Supplied information:
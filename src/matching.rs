//! Case-insensitive substring search shared by filtering and highlighting.

use std::ops::Range;

/// Byte range of the first case-insensitive occurrence of `needle`.
///
/// Characters are compared by their lowercase mapping, so the returned range
/// always falls on char boundaries of `haystack` and covers exactly as many
/// characters as `needle` has. An empty needle never matches.
pub fn find_ignore_case(haystack: &str, needle: &str) -> Option<Range<usize>> {
    if needle.is_empty() {
        return None;
    }
    let needle: Vec<char> = needle.chars().collect();

    'outer: for (start, _) in haystack.char_indices() {
        let mut candidate = haystack[start..].char_indices();
        let mut end = start;
        for &expected in &needle {
            match candidate.next() {
                Some((offset, actual)) if chars_eq_ignore_case(actual, expected) => {
                    end = start + offset + actual.len_utf8();
                }
                _ => continue 'outer,
            }
        }
        return Some(start..end);
    }

    None
}

/// Whether `haystack` contains `needle`, ignoring case. Everything contains "".
pub fn contains_ignore_case(haystack: &str, needle: &str) -> bool {
    needle.is_empty() || find_ignore_case(haystack, needle).is_some()
}

fn chars_eq_ignore_case(a: char, b: char) -> bool {
    a == b || a.to_lowercase().eq(b.to_lowercase())
}
//! Filtering a snapshot by a query, and combining the latest of both inputs.

use crate::matching::contains_ignore_case;
use crate::types::{FilteredView, Record, Snapshot};
use std::sync::Arc;

/// Whether a record passes the filter for `query`.
pub fn matches(record: &Record, query: &str) -> bool {
    contains_ignore_case(&record.name, query)
}

/// Compute the filtered view of `snapshot` for `query`.
///
/// Pure and order-preserving. An empty query returns the snapshot's records
/// as-is, sharing the same allocation.
pub fn filter_snapshot(snapshot: &Snapshot, query: &str) -> FilteredView {
    if query.is_empty() {
        return FilteredView::from_parts(snapshot.shared(), String::new());
    }

    let records: Arc<[Record]> = snapshot
        .iter()
        .filter(|record| matches(record, query))
        .cloned()
        .collect();
    FilteredView::from_parts(records, query.to_string())
}

/// Combine-latest over the snapshot and query inputs.
///
/// Each input has a single latest-value slot. Updating either slot
/// recomputes the view from both, once both have been seen.
#[derive(Debug, Default)]
pub struct Combiner {
    snapshot: Option<Snapshot>,
    query: Option<String>,
}

impl Combiner {
    pub fn new() -> Self {
        Self::default()
    }

    /// Store a new snapshot. Returns the recomputed view if a query is known.
    pub fn on_snapshot(&mut self, snapshot: Snapshot) -> Option<FilteredView> {
        self.snapshot = Some(snapshot);
        self.compute()
    }

    /// Store a new settled query. Returns the recomputed view if a snapshot is known.
    pub fn on_query(&mut self, query: String) -> Option<FilteredView> {
        self.query = Some(query);
        self.compute()
    }

    pub fn snapshot(&self) -> Option<&Snapshot> {
        self.snapshot.as_ref()
    }

    pub fn query(&self) -> Option<&str> {
        self.query.as_deref()
    }

    fn compute(&self) -> Option<FilteredView> {
        match (&self.snapshot, &self.query) {
            (Some(snapshot), Some(query)) => Some(filter_snapshot(snapshot, query)),
            _ => None,
        }
    }
}
//! Change notifications as a coalesced trigger signal.

use crate::error::Result;
use crate::source::{ChangeCallback, DataSource, SourceSubscription};
use crossbeam_channel::{bounded, Receiver, TrySendError};
use std::sync::Arc;
use tracing::{debug, trace};

/// A change subscription exposed as a single-slot trigger signal.
///
/// The slot holds at most one pending trigger: notifications arriving while
/// a trigger is already pending are coalesced into it. Dropping the watcher
/// cancels the source subscription, including on unwind.
pub struct ChangeWatcher {
    subscription: Box<dyn SourceSubscription>,
    triggers: Receiver<()>,
}

impl ChangeWatcher {
    /// Subscribe to `source` and arm the startup trigger.
    pub fn activate(source: &dyn DataSource) -> Result<Self> {
        let (signal, triggers) = bounded(1);
        // Startup trigger, so there is data before any real change.
        let _ = signal.try_send(());

        let callback: ChangeCallback = Arc::new(move || match signal.try_send(()) {
            Ok(()) => trace!("change trigger armed"),
            Err(TrySendError::Full(())) => trace!("change coalesced into pending trigger"),
            Err(TrySendError::Disconnected(())) => {}
        });
        let subscription = source.subscribe_to_changes(callback)?;
        debug!("change subscription acquired");

        Ok(Self {
            subscription,
            triggers,
        })
    }

    /// The trigger signal, for use in `select!`.
    pub fn triggers(&self) -> &Receiver<()> {
        &self.triggers
    }
}

impl Drop for ChangeWatcher {
    fn drop(&mut self) {
        self.subscription.cancel();
        debug!("change subscription released");
    }
}

#[cfg(test)]
mod tests {
    use super::*;
    use crate::error::SearchError;
    use crate::source::InMemorySource;
    use std::time::Duration;

    fn take(watcher: &ChangeWatcher) -> bool {
        watcher.triggers().try_recv().is_ok()
    }

    #[test]
    fn test_startup_trigger() {
        let source = InMemorySource::demo();
        let watcher = ChangeWatcher::activate(&source).unwrap();
        assert!(take(&watcher));
        assert!(!take(&watcher));
    }

    #[test]
    fn test_notifications_coalesce() {
        let source = InMemorySource::demo();
        let watcher = ChangeWatcher::activate(&source).unwrap();
        assert!(take(&watcher));

        source.notify();
        source.notify();
        source.notify();
        assert!(take(&watcher));
        assert!(!take(&watcher));

        source.remove("Tom");
        assert!(watcher
            .triggers()
            .recv_timeout(Duration::from_millis(100))
            .is_ok());
    }

    #[test]
    fn test_drop_releases_subscription() {
        let source = InMemorySource::demo();
        let watcher = ChangeWatcher::activate(&source).unwrap();
        assert_eq!(source.active_subscriptions(), 1);

        drop(watcher);
        assert_eq!(source.active_subscriptions(), 0);
        // Notifying after release must not panic.
        source.notify();
    }

    #[test]
    fn test_subscribe_failure_propagates() {
        let source = InMemorySource::demo();
        source.fail_subscribe(Some("provider missing"));
        let result = ChangeWatcher::activate(&source);
        assert!(matches!(result, Err(SearchError::SourceUnavailable(_))));
        assert_eq!(source.active_subscriptions(), 0);
    }
}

Task: Filter the records for lines holding the string "struct". Copy each one.

Answer:
pub struct Combiner {
pub struct ChangeWatcher {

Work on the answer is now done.